YOUR TASK:
Each line of the data below that includes the string "Anywhere" must be copied.

(Beginning of RECORDED DATA)

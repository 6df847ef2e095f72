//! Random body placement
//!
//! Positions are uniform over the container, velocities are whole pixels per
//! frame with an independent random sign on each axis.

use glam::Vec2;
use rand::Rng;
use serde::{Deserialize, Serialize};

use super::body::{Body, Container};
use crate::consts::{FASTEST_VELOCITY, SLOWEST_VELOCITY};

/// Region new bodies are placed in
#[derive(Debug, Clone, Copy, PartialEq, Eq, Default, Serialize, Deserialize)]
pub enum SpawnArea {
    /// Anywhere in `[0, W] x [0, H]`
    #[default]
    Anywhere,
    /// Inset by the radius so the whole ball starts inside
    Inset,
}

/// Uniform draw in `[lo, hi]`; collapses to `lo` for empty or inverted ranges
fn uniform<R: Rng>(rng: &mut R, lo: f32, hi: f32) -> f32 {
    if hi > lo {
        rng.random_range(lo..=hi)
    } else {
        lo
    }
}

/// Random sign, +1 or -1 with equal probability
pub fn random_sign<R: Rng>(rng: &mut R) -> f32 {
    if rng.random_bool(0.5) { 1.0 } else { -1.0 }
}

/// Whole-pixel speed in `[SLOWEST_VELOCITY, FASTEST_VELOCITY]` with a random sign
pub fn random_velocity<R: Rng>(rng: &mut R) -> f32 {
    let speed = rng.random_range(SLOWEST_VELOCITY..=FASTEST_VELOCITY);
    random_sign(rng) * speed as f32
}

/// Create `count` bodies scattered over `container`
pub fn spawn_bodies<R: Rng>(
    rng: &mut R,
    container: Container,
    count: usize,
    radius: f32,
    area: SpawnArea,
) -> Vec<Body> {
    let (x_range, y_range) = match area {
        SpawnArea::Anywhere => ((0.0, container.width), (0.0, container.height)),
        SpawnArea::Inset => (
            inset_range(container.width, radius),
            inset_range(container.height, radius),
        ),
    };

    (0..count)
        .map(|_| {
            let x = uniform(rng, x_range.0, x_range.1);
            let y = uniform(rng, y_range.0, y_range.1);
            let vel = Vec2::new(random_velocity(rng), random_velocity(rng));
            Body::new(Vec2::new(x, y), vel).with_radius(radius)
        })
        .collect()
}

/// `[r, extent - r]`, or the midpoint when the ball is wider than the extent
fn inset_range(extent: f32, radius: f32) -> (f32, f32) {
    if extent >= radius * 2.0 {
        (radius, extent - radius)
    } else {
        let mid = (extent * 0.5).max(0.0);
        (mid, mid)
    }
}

(End of RECORDED DATA)

OUTPUT OF THE EXERCISE:
    /// Anywhere in `[0, W] x [0, H]`
    Anywhere,
        SpawnArea::Anywhere => ((0.0, container.width), (0.0, container.height)),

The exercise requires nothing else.